Re: "Are You Working With Endangered Languages?"
by Cody Pendant (Prior) on Apr 02, 2003 at 01:39 UTC
    I think what lets the list down is its inclusion of HTML as a Programming Language...
    --
    “Every bit of code is either naturally related to the problem at hand, or else it's an accidental side effect of the fact that you happened to solve the problem using a digital computer.”
    M-J D

      Then you've never seen the crazy things a modern web developer has to do. Programming is easy by comparison. Ugh.

        I have seen, on a daily basis, the things a modern web developer has to do, because I am one!

        HTML really isn't a programming language. There's a lot of client-side programming involved in a lot of modern websites, but that's not HTML, by definition. It's DHTML, which is covered in their list under JavaScript.
        --

        “Every bit of code is either naturally related to the problem at hand, or else it's an accidental side effect of the fact that you happened to solve the problem using a digital computer.”
        M-J D

      In case anyone was wondering...

      The only reason HTML doesn't count as a true programming language is it's lack of a looping facility. It requires that to be Turing complete (although I'd hate to see a device driver written in HTML!). It's certainly as convoluted as most other languages - although perhaps not Befunge.
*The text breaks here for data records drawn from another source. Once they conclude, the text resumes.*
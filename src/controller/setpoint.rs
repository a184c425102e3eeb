//! AC input power setpoint calculation.
//!
//! Each cycle the engine picks the stable SOC for the time of week, derives
//! the input power from the battery charge curve, then lets the equalization
//! charge, the overcurrent monitor and the PV throttle adjust it.

use chrono::{Datelike, NaiveDateTime};
use serde::{Deserialize, Serialize};
use tracing::debug;

use super::pv_throttle::{PvThrottleController, ThrottleInputs, ThrottleState};
use super::safety_monitor::{SafetyMonitor, SafetyStatus};
use super::scheduler::ChargeScheduler;
use crate::config::{BatteryConfig, Config, WeekendConfig};
use crate::domain::{InverterLimit, MeasurementSnapshot, PointName};
use crate::hardware::Actuators;

/// Input power at and above `twenty_percent_power_soc`, as a share of the load
const HIGH_SOC_POWER_FRACTION: f64 = 0.2;

/// Whether `now` falls inside the configured weekend.
///
/// Both edges are evaluated every cycle. When the weekend ends in the same
/// week it starts, the end edge is applied last; when it wraps into the next
/// week, the start edge is applied last.
pub fn is_weekend(cfg: &WeekendConfig, now: NaiveDateTime) -> bool {
    let weekday = now.weekday().num_days_from_monday();
    let time = now.time();
    let start_day = cfg.start_day.num_days_from_monday();
    let end_day = cfg.end_day.num_days_from_monday();

    let started = weekday >= start_day && time >= cfg.start_time;
    let ended = weekday >= end_day && time >= cfg.end_time;

    let mut weekend = false;
    if end_day >= start_day {
        if started {
            weekend = true;
        }
        if ended {
            weekend = false;
        }
    } else {
        if ended {
            weekend = false;
        }
        if started {
            weekend = true;
        }
    }
    weekend
}

#[derive(Debug, Clone, Copy, PartialEq, Eq, Serialize, Deserialize)]
pub enum CurveZone {
    /// At least 1% under the stable SOC: recharge the deficit
    Recharge,
    /// Linear slope between the stable SOC and the 20% point
    Slope,
    /// At or above the 20% point
    Saturated,
}

/// Battery charge curve around a stable SOC.
#[derive(Debug, Clone, Copy)]
pub struct ChargeCurve {
    pub stable_soc: f64,
    pub twenty_percent_power_soc: f64,
    /// Battery capacity divided by the low-battery recharge time (W)
    pub recharge_rate_w: f64,
}

impl ChargeCurve {
    pub fn new(battery: &BatteryConfig, stable_soc: f64) -> Self {
        Self {
            stable_soc,
            twenty_percent_power_soc: battery.twenty_percent_power_soc,
            recharge_rate_w: battery.capacity_wh / battery.low_battery_recharge_time_h,
        }
    }

    pub fn power_slope(&self) -> f64 {
        (1.0 - HIGH_SOC_POWER_FRACTION) / (self.twenty_percent_power_soc - self.stable_soc)
    }

    pub fn zone(&self, soc: f64) -> CurveZone {
        if soc <= self.stable_soc - 1.0 {
            CurveZone::Recharge
        } else if soc >= self.twenty_percent_power_soc {
            CurveZone::Saturated
        } else {
            CurveZone::Slope
        }
    }

    /// Input power for a given SOC and (non-negative) output power.
    pub fn input_power(&self, soc: f64, out_power_w: f64) -> f64 {
        match self.zone(soc) {
            CurveZone::Recharge => {
                2.0 * (self.stable_soc - soc) / 100.0 * self.recharge_rate_w + out_power_w
            }
            CurveZone::Saturated => HIGH_SOC_POWER_FRACTION * out_power_w,
            CurveZone::Slope => {
                out_power_w * (1.0 - (soc - self.stable_soc) * self.power_slope())
            }
        }
    }
}

/// Everything decided in one cycle
#[derive(Debug, Clone, Serialize, Deserialize)]
pub struct CycleReport {
    pub timestamp: NaiveDateTime,
    pub weekend: bool,
    pub stable_soc: f64,
    pub soc: f64,
    pub out_power_w: f64,
    pub curve_zone: CurveZone,
    pub curve_power_w: f64,
    pub charging: bool,
    pub min_in_power_w: f64,
    pub safety: SafetyStatus,
    pub pv_controlled: bool,
    pub throttle: ThrottleState,
    pub in_surplus_w: f64,
    pub ac_setpoint_w: f64,
    pub inverter_limits: Vec<InverterLimit>,
}

/// Owns the stateful sub-controllers and computes the AC input setpoint.
pub struct SetpointEngine {
    battery: BatteryConfig,
    weekend: WeekendConfig,
    pv_controllable: bool,
    charge: ChargeScheduler,
    safety: SafetyMonitor,
    throttle: PvThrottleController,
}

impl SetpointEngine {
    pub fn new(cfg: &Config) -> Self {
        Self {
            battery: cfg.battery.clone(),
            weekend: cfg.weekend.clone(),
            pv_controllable: cfg.controller.pv_controllable,
            charge: ChargeScheduler::new(cfg.charge.clone()),
            safety: SafetyMonitor::new(cfg.safety.clone(), cfg.throttle.min_in_power_w),
            throttle: PvThrottleController::new(cfg.throttle.clone()),
        }
    }

    pub fn stable_soc(&self, weekend: bool) -> f64 {
        if weekend {
            self.battery.weekend_stable_soc
        } else {
            self.battery.week_stable_soc
        }
    }

    /// Run one control cycle on `snapshot` and emit the setpoint and
    /// inverter limits through `actuators`.
    pub fn compute_cycle(
        &mut self,
        snapshot: &MeasurementSnapshot,
        now: NaiveDateTime,
        actuators: &mut dyn Actuators,
    ) -> CycleReport {
        let soc = snapshot.soc.value;
        let out_power_w = snapshot.l1_out_power.value.max(0.0);
        debug!(soc, out_power_w, "Cycle inputs");

        let weekend = is_weekend(&self.weekend, now);
        let stable_soc = self.stable_soc(weekend);
        let curve = ChargeCurve::new(&self.battery, stable_soc);
        let curve_zone = curve.zone(soc);
        let curve_power_w = curve.input_power(soc, out_power_w);
        debug!(weekend, stable_soc, ?curve_zone, curve_power_w, "Charge curve");

        let mut in_power_w = curve_power_w;
        let charging = self.charge.tick(now);
        if let Some(charge_power_w) = self.charge.charge_power() {
            in_power_w = out_power_w + charge_power_w;
            debug!(charge_power_w, "Equalization charge active");
        }

        let min_in_power_w = self.safety.tick(out_power_w, now);

        for line in &snapshot.pv_lines {
            let totals = line.totals();
            debug!(
                line = %line.name,
                power_w = totals.power_w,
                max_power_w = totals.max_power_w,
                available = totals.available_count,
                "PV line"
            );
        }

        let mut inverter_limits = Vec::new();
        let pv_line = snapshot.pv_line(self.throttle.line());
        let pv_controlled = self.pv_controllable && !snapshot.is_inverting() && pv_line.is_some();
        let in_surplus_w = match pv_line {
            Some(line) if pv_controlled => {
                let decision = self.throttle.tick(
                    line,
                    &ThrottleInputs {
                        grid_input_power_w: snapshot.l1_in_power.value,
                        output_power_w: snapshot.l1_out_power.value,
                        soc,
                    },
                );
                for limit in &decision.inverter_limits {
                    actuators.write_inverter_limit(&limit.inverter_id, limit.limit_w);
                    debug!(
                        inverter = %limit.inverter_id,
                        limit_w = limit.limit_w,
                        "Inverter power limit"
                    );
                }
                inverter_limits = decision.inverter_limits;
                decision.state.in_surplus_w
            }
            _ => {
                self.throttle.suspend();
                debug!(
                    pv_controllable = self.pv_controllable,
                    input_source = snapshot.input_source.value,
                    "PV is not controllable this cycle"
                );
                0.0
            }
        };

        let ac_setpoint_w = min_in_power_w.max(in_power_w) + in_surplus_w;
        actuators.write_setpoint(PointName::AcSetpoint, ac_setpoint_w);
        debug!(ac_setpoint_w, min_in_power_w, "AC setpoint");

        CycleReport {
            timestamp: now,
            weekend,
            stable_soc,
            soc,
            out_power_w,
            curve_zone,
            curve_power_w,
            charging,
            min_in_power_w,
            safety: self.safety.status(),
            pv_controlled,
            throttle: self.throttle.state(),
            in_surplus_w,
            ac_setpoint_w,
            inverter_limits,
        }
    }
}
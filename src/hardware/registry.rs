//! Endpoint bookkeeping between the control engine and the device bus.
//!
//! The registry knows every configured endpoint, remembers which ones failed
//! to answer at the last (re)scan, and turns raw bus reads into a
//! [`MeasurementSnapshot`] with defaults substituted for anything missing.

use serde::Serialize;
use std::collections::BTreeSet;
use strum::IntoEnumIterator;
use tracing::{debug, error, info, warn};

use super::{numeric, Actuators, PointTransport};
use crate::config::{Config, PointConfig, PointsConfig, PvLineConfig};
use crate::domain::{Measurement, MeasurementSnapshot, PointName, PvInverter, PvLine};

/// Endpoints that did not answer at the last scan
#[derive(Debug, Clone, Default, PartialEq, Serialize)]
pub struct AvailabilityReport {
    pub unavailable_points: Vec<PointName>,
    pub unavailable_inverters: Vec<String>,
}

impl AvailabilityReport {
    pub fn all_available(&self) -> bool {
        self.unavailable_points.is_empty() && self.unavailable_inverters.is_empty()
    }
}

pub struct ServiceRegistry<T: PointTransport> {
    transport: T,
    points: PointsConfig,
    pv_lines: Vec<PvLineConfig>,
    unavailable_points: BTreeSet<PointName>,
    unavailable_inverters: BTreeSet<String>,
}

impl<T: PointTransport> ServiceRegistry<T> {
    pub fn new(cfg: &Config, transport: T) -> Self {
        Self {
            transport,
            points: cfg.points.clone(),
            pv_lines: cfg.pv_lines.clone(),
            unavailable_points: BTreeSet::new(),
            unavailable_inverters: BTreeSet::new(),
        }
    }

    /// Probe every endpoint. A system point that fails is unavailable on its
    /// own; an inverter is unavailable as soon as one of its endpoints fails.
    pub fn connect_all(&mut self) -> AvailabilityReport {
        for name in PointName::iter() {
            let address = self.points.get(name).address();
            if let Err(e) = self.transport.connect(&address) {
                error!(point = %name, %address, error = %e, "Failed to set up service");
                self.unavailable_points.insert(name);
            }
        }

        for inverter in self.pv_lines.iter().flat_map(|line| &line.inverters) {
            for point in [&inverter.power, &inverter.max_power, &inverter.power_limit] {
                let address = point.address();
                if let Err(e) = self.transport.connect(&address) {
                    error!(
                        inverter = %inverter.id,
                        %address,
                        error = %e,
                        "Failed to set up PV inverter"
                    );
                    self.unavailable_inverters.insert(inverter.id.clone());
                    break;
                }
            }
        }

        self.availability()
    }

    /// Forget earlier failures and probe everything again.
    pub fn rescan(&mut self) -> AvailabilityReport {
        self.unavailable_points.clear();
        self.unavailable_inverters.clear();
        let report = self.connect_all();
        info!(
            unavailable_points = ?report.unavailable_points,
            unavailable_inverters = ?report.unavailable_inverters,
            "Service rescan complete"
        );
        report
    }

    pub fn availability(&self) -> AvailabilityReport {
        AvailabilityReport {
            unavailable_points: self.unavailable_points.iter().copied().collect(),
            unavailable_inverters: self.unavailable_inverters.iter().cloned().collect(),
        }
    }

    /// Read every input point and inverter for this cycle.
    pub fn refresh_snapshot(&mut self) -> MeasurementSnapshot {
        let soc = self.read(PointName::Soc);
        let l1_out_power = self.read(PointName::L1OutPower);
        let l1_in_power = self.read(PointName::L1InPower);
        let input_source = self.read(PointName::InputSource);

        let mut pv_lines = Vec::with_capacity(self.pv_lines.len());
        for line in &self.pv_lines {
            let mut inverters = Vec::with_capacity(line.inverters.len());
            for inverter in &line.inverters {
                let reachable = !self.unavailable_inverters.contains(&inverter.id);
                let (power, max_power) = if reachable {
                    (
                        read_point(&mut self.transport, &inverter.id, &inverter.power),
                        read_point(&mut self.transport, &inverter.id, &inverter.max_power),
                    )
                } else {
                    (
                        Measurement::unavailable(inverter.power.default),
                        Measurement::unavailable(inverter.max_power.default),
                    )
                };
                inverters.push(PvInverter {
                    id: inverter.id.clone(),
                    power,
                    max_power,
                    available: reachable && power.available && max_power.available,
                });
            }
            pv_lines.push(PvLine {
                name: line.name.clone(),
                inverters,
            });
        }

        MeasurementSnapshot {
            soc,
            l1_out_power,
            l1_in_power,
            input_source,
            pv_lines,
        }
    }

    fn read(&mut self, name: PointName) -> Measurement {
        let point = self.points.get(name);
        if self.unavailable_points.contains(&name) {
            return Measurement::unavailable(point.default);
        }
        read_point(&mut self.transport, name.as_ref(), point)
    }

    pub fn transport(&self) -> &T {
        &self.transport
    }

    pub fn transport_mut(&mut self) -> &mut T {
        &mut self.transport
    }
}

/// Read one endpoint, falling back to its default on any failure.
fn read_point<T: PointTransport>(
    transport: &mut T,
    owner: &str,
    point: &PointConfig,
) -> Measurement {
    let address = point.address();
    match transport
        .get_value(&address)
        .and_then(|raw| numeric(&address, &raw))
    {
        Ok(value) => Measurement::available(value),
        Err(e) => {
            warn!(%owner, %address, error = %e, default = point.default, "Using default value");
            Measurement::unavailable(point.default)
        }
    }
}

impl<T: PointTransport> Actuators for ServiceRegistry<T> {
    fn write_setpoint(&mut self, point: PointName, value: f64) {
        if self.unavailable_points.contains(&point) {
            debug!(%point, value, "Skipping write to unavailable service");
            return;
        }
        let address = self.points.get(point).address();
        if let Err(e) = self.transport.set_value(&address, value) {
            warn!(%point, %address, error = %e, "Exception in setting service");
        }
    }

    fn write_inverter_limit(&mut self, inverter_id: &str, value: f64) {
        if self.unavailable_inverters.contains(inverter_id) {
            debug!(inverter = %inverter_id, value, "Skipping write to unavailable inverter");
            return;
        }
        let Some(inverter) = self
            .pv_lines
            .iter()
            .flat_map(|line| &line.inverters)
            .find(|inv| inv.id == inverter_id)
        else {
            warn!(inverter = %inverter_id, "Power limit for unknown inverter");
            return;
        };
        let address = inverter.power_limit.address();
        if let Err(e) = self.transport.set_value(&address, value) {
            warn!(
                inverter = %inverter_id,
                %address,
                error = %e,
                "Exception in setting power limit"
            );
        }
    }
}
      'I think the problem lies in the fact that your data doesn't fit my program'.

        The only reason HTML doesn't count as a true programming language is...

        For purposes of the ranking, think of HTML as a specialized written language, rather than as a programming language. From a (non-technical) manager's point of view, HTML is a specialized technical language that its developers and maintainers need to buy books (and/or take training classes) to learn. It's also a specialized language that can become endangered, like SGML. That's the point of the article and the chart.

Re: "Are You Working With Endangered Languages?"
by crenz (Priest) on Apr 02, 2003 at 17:54 UTC

    a Google-based ranking of languages based on job openings, books, and training courses

    That's a tad euphemistic. I always knew management is more based on hearsay than science ;-). Now I know why:

    Q: How are the TPCI ratings calculated?

    A: The Google search query doGoogleSearch('+"<language> programming" -tv')/10000 is used to calculate the TPC Index. This very simple algorithm appears to work quite well in practice. In order to professionalize the index further, there are thoughts to enhance the applied formula.

    (Source: the URL you cited)

    Let's put "PerlMonks -- the perl programming community" on every single page in the perlmonks mirror for google, and we should be able to make #1 easily :)

    (Actually, I think we should really do it.)